Точно так же мы старались передать другие особенности стиля «Калевалы» (точные и зримые эпитеты, развернутые сравнения, гиперболы, метонимии). Если Лённрот обнаруживал в народной поэзии такие удачные с его точки зрения приемы, он оставлял эти строки почти без редактуры:
Лыжею скользнул по снегу,словно быстрою гадюкой,полозом сосны болотной —как живучею змеею…
(Песнь 13, 197–200)
Но у Лённрота встречаются и такие сравнения, которые сочинены им самим:
Сам орел низвергся с мачты,в лодку с высоты сорвался,как с березы кополуха,как с еловой ветки белка.
(Песнь 43, 255–258)
Основа метрики «Калевалы» — четырехстопный хорей, который звучит довольно разнообразно, поскольку в устной традиции рунопевцы нарушали ударения в словах в угоду мелодии и музыкальному ритму. Попытка передать это ритмометрическое разнообразие привела бы в переводе к мешанине стихотворных размеров. Авторы нового перевода не отходят от четырехстопного хорея, использованного впервые при переводе карельских рун еще Федором Глинкой, переложившим на русский язык две народные песни «Рождение арфы» и «Вейнамена и Юковайна» в 1827–1828 годах.
Общая тональность нашего перевода, однако, отличается от перевода Бельского, который намеренно героизировал лённротовский эпос, усиливал его героическое начало.
Мы исходили из того, что в «Калевале» отразилось в основном крестьянское миросозерцание. Герои чаще воздействовали на противоположную сторону не мечом, а магическим словом. Лённрот брал в диалоги и монологи огромное количество строк из заклинаний, а также из лирических песен.
Все это придавало оригиналу несколько иную интонацию, чем в переводе Л. Бельского.
Чтобы подчеркнуть поэмный характер «Калевалы», мы изменили и название каждой из ее пятидесяти частей: вместо слова «руна» в нашем переводе сказано слово «песнь» (песнь первая, песнь вторая и т. д.).
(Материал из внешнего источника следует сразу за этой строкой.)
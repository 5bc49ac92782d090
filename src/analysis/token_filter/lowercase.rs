//! Lowercase filter implementation.
//!
//! # Examples
//!
//! ```
//! use sentix::analysis::token_filter::Filter;
//! use sentix::analysis::token_filter::lowercase::LowercaseFilter;
//! use sentix::analysis::token::Token;
//!
//! let filter = LowercaseFilter::new();
//! let tokens = vec![Token::new("Hello", 0), Token::new("WORLD", 1)];
//! let filtered: Vec<_> = filter.filter(Box::new(tokens.into_iter()))
//!     .unwrap()
//!     .collect();
//!
//! assert_eq!(filtered[0].text, "hello");
//! assert_eq!(filtered[1].text, "world");
//! ```

use crate::analysis::token::TokenStream;
use crate::analysis::token_filter::Filter;
use crate::error::Result;

/// A filter that converts tokens to lowercase.
///
/// ASCII-only tokens take the cheap path; everything else goes through
/// Unicode-aware lowercasing.
#[derive(Clone, Debug, Default)]
pub struct LowercaseFilter;

impl LowercaseFilter {
    /// Create a new lowercase filter.
    pub fn new() -> Self {
        LowercaseFilter
    }
}

impl Filter for LowercaseFilter {
    fn filter(&self, tokens: TokenStream) -> Result<TokenStream> {
        Ok(Box::new(tokens.map(|token| {
            let lowered = if token.text.is_ascii() {
                token.text.to_ascii_lowercase()
            } else {
                token.text.to_lowercase()
            };
            token.with_text(lowered)
        })))
    }

    fn name(&self) -> &'static str {
        "lowercase"
    }
}
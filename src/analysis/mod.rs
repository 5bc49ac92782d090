//! Text analysis module for Sentix.
//!
//! This module provides the tokenization and filtering pipeline shared by the
//! built-in sentiment scorer and language detector.

pub mod analyzer;
pub mod token;
pub mod token_filter;
pub mod tokenizer;

// Re-export commonly used types
pub use analyzer::*;
pub use token::*;
pub use token_filter::*;
pub use tokenizer::*;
Напоминаем, что и сам Лённрот пользовался в своей «Перво-Калевале» этим же словом.
Некоторую сложность для русского произношения представляют имена с дифтонгами и долгими гласными. Прежние переводчики писали: Лоухи, Кауко, Кауппи. Между тем, такого рода имена — двуслоговые. Поэтому в нашем переводе эти имена записываются так: Ловхи, Кавко, Кавппи. Название страны, где живет Ловхи, мы записываем также несколько по-другому, а именно Похьела.
* * *Лённротовской полной «Калевале» в 1999 году исполняется 150 лет. За эти годы она была переведена на 45 языков. Сокращенных переводов существует около 150.
Во многих странах учеными и критиками написаны о «Калевале» горы литературы. В поисках вдохновения к ней во всем мире обращаются поэты, художники, композиторы. Под влиянием «Калевалы» Э. Леннрота в период национального пробуждения народов мира на романтической волне XIX века родились «Калевипоэг» эстонца Ф. Крейцвальда и «Песнь о Гайавате» американца Г. Лонгфелло. «Калевала» оказала свое воздействие и на латышский эпос «Лачплесис» А. Пумпура.
Финский и карельский народы, гордясь лённротовской «Калевалой», воспринимают ее как национальное достояние, но каждый народ по-своему. Для финнов — это национальный эпос, который выполнил свою главную роль: пробуждение национального самосознания, формирования нации. Финляндия в 1917 году стала суверенным государством. И когда возникала опасность утраты этой суверенности в двух войнах с Советским Союзом, «Калевала» снова поддерживала национальный дух славным прошлым.